### Source data:
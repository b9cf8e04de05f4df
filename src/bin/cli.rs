use anyhow::{anyhow, Result};
use clap::Parser;
use colored::Colorize;
use greedy_compress::logging;
use greedy_compress::prelude::*;
use indicatif::{ProgressBar, ProgressStyle};
use log::{debug, error, info};
use std::path::{Path, PathBuf};
use std::process;
use std::sync::mpsc;

#[derive(Parser, Debug)]
#[command(author, version, about = "Zero out every channel value below a threshold", long_about = None)]
struct Cli {
    #[arg(help = "Input image (.jpg, .jpeg or .png)")]
    input: PathBuf,

    #[arg(long, short, help = "Output image, format chosen by extension (.png or .jpg)")]
    output: Option<PathBuf>,

    #[arg(long, short, default_value_t = 128, help = "Threshold (0-255)")]
    threshold: u8,

    #[arg(long, short, help = "Verbose output")]
    verbose: bool,
}

fn default_output(input: &Path) -> PathBuf {
    let stem = input
        .file_stem()
        .map(|s| s.to_string_lossy().into_owned())
        .unwrap_or_else(|| "image".to_owned());
    input.with_file_name(format!("{}_compressed.png", stem))
}

fn progress_bar() -> ProgressBar {
    let pb = ProgressBar::new(100);
    if let Ok(style) =
        ProgressStyle::with_template("{msg} [{bar:40.cyan/blue}] {pos:>3}%").map(|s| s.progress_chars("=> "))
    {
        pb.set_style(style);
    }
    pb
}

fn run(args: Cli) -> Result<()> {
    let mut session = Session::default();

    info!("Loading {:?}", args.input);
    session.select(&args.input)?;
    let threshold = session.set_threshold(args.threshold as i64);

    let (status_tx, status_rx) = mpsc::channel::<TaskStatusContainer>();
    let (done_tx, done_rx) = mpsc::channel::<CompressionResult>();

    let completed_tx = status_tx.clone();
    session.compress(StatusSink::new(status_tx, "Compressing"), move |result| {
        let _ = done_tx.send(result);
        set_task_completed(&completed_tx);
    })?;

    let pb = progress_bar();
    for update in status_rx.iter() {
        match update.status {
            Some(TaskStatus::TaskPercentage(name, percent)) => {
                pb.set_message(name);
                pb.set_position(percent.round() as u64);
            }
            None => break,
        }
    }
    pb.finish_and_clear();
    session.wait();

    let outcome = done_rx
        .recv()
        .map_err(|_| anyhow!("Compression worker exited without a result"))??;
    debug!("Compression took {:?}", outcome.elapsed);

    let output = args.output.unwrap_or_else(|| default_output(&args.input));
    let written = session.save_compressed(&output)?;

    println!(
        "{} {} (threshold {}, {:.1}% of channel values zeroed)",
        "Image saved:".green().bold(),
        written.display(),
        threshold,
        outcome.stats.zeroed_percent()
    );
    Ok(())
}

fn main() {
    let args = Cli::parse_from(wild::args());

    let filter = if args.verbose { "debug" } else { "warn" };
    if let Err(why) = logging::init(filter) {
        eprintln!("Unable to initialize logging: {}", why);
    }

    if let Err(why) = run(args) {
        error!("{:?}", why);
        eprintln!("{} {}", "Error:".red().bold(), why);
        process::exit(1);
    }
}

### About this exercise:
Would you print all of the records exactly as they were given?

### Answer area:
repository b9cf8e04de05f4df
filename src/bin/cli.rs
use anyhow::{anyhow, Result};
use clap::Parser;
use colored::Colorize;
use greedy_compress::logging;
use greedy_compress::prelude::*;
use indicatif::{ProgressBar, ProgressStyle};
use log::{debug, error, info};
use std::path::{Path, PathBuf};
use std::process;
use std::sync::mpsc;

#[derive(Parser, Debug)]
#[command(author, version, about = "Zero out every channel value below a threshold", long_about = None)]
struct Cli {
    #[arg(help = "Input image (.jpg, .jpeg or .png)")]
    input: PathBuf,

    #[arg(long, short, help = "Output image, format chosen by extension (.png or .jpg)")]
    output: Option<PathBuf>,

    #[arg(long, short, default_value_t = 128, help = "Threshold (0-255)")]
    threshold: u8,

    #[arg(long, short, help = "Verbose output")]
    verbose: bool,
}

fn default_output(input: &Path) -> PathBuf {
    let stem = input
        .file_stem()
        .map(|s| s.to_string_lossy().into_owned())
        .unwrap_or_else(|| "image".to_owned());
    input.with_file_name(format!("{}_compressed.png", stem))
}

fn progress_bar() -> ProgressBar {
    let pb = ProgressBar::new(100);
    if let Ok(style) =
        ProgressStyle::with_template("{msg} [{bar:40.cyan/blue}] {pos:>3}%").map(|s| s.progress_chars("=> "))
    {
        pb.set_style(style);
    }
    pb
}

fn run(args: Cli) -> Result<()> {
    let mut session = Session::default();

    info!("Loading {:?}", args.input);
    session.select(&args.input)?;
    let threshold = session.set_threshold(args.threshold as i64);

    let (status_tx, status_rx) = mpsc::channel::<TaskStatusContainer>();
    let (done_tx, done_rx) = mpsc::channel::<CompressionResult>();

    let completed_tx = status_tx.clone();
    session.compress(StatusSink::new(status_tx, "Compressing"), move |result| {
        let _ = done_tx.send(result);
        set_task_completed(&completed_tx);
    })?;

    let pb = progress_bar();
    for update in status_rx.iter() {
        match update.status {
            Some(TaskStatus::TaskPercentage(name, percent)) => {
                pb.set_message(name);
                pb.set_position(percent.round() as u64);
            }
            None => break,
        }
    }
    pb.finish_and_clear();
    session.wait();

    let outcome = done_rx
        .recv()
        .map_err(|_| anyhow!("Compression worker exited without a result"))??;
    debug!("Compression took {:?}", outcome.elapsed);

    let output = args.output.unwrap_or_else(|| default_output(&args.input));
    let written = session.save_compressed(&output)?;

    println!(
        "{} {} (threshold {}, {:.1}% of channel values zeroed)",
        "Image saved:".green().bold(),
        written.display(),
        threshold,
        outcome.stats.zeroed_percent()
    );
    Ok(())
}

fn main() {
    let args = Cli::parse_from(wild::args());

    let filter = if args.verbose { "debug" } else { "warn" };
    if let Err(why) = logging::init(filter) {
        eprintln!("Unable to initialize logging: {}", why);
    }

    if let Err(why) = run(args) {
        error!("{:?}", why);
        eprintln!("{} {}", "Error:".red().bold(), why);
        process::exit(1);
    }
}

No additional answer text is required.